- _Input data_:
== == ==
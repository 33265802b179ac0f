#![no_main]

use std::io::Cursor;

use libfuzzer_sys::fuzz_target;
use pngstream::{DecodeRequest, Limits, PixelBuffer};

fuzz_target!(|data: &[u8]| {
    let limits = Limits::new().with_max_pixels(1 << 20).with_max_memory(64 << 20);
    let Ok(info) = pngstream::query(&mut Cursor::new(data)) else {
        return;
    };
    if limits.check_header(info.width, info.height).is_err() {
        return;
    }
    let mut dest = PixelBuffer::new(info.width, info.height, info.pixel_format);
    let _ = DecodeRequest::new(&mut Cursor::new(data))
        .with_limits(&limits)
        .decode_into(&mut dest);
});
== == ==
- _Assigned task_: Go through the material and write each line out again exactly.

- _Completed exercise_:
repository 33265802b179ac0f
#![no_main]

use std::io::Cursor;

use libfuzzer_sys::fuzz_target;
use pngstream::{DecodeRequest, Limits, PixelBuffer};

fuzz_target!(|data: &[u8]| {
    let limits = Limits::new().with_max_pixels(1 << 20).with_max_memory(64 << 20);
    let Ok(info) = pngstream::query(&mut Cursor::new(data)) else {
        return;
    };
    if limits.check_header(info.width, info.height).is_err() {
        return;
    }
    let mut dest = PixelBuffer::new(info.width, info.height, info.pixel_format);
    let _ = DecodeRequest::new(&mut Cursor::new(data))
        .with_limits(&limits)
        .decode_into(&mut dest);
});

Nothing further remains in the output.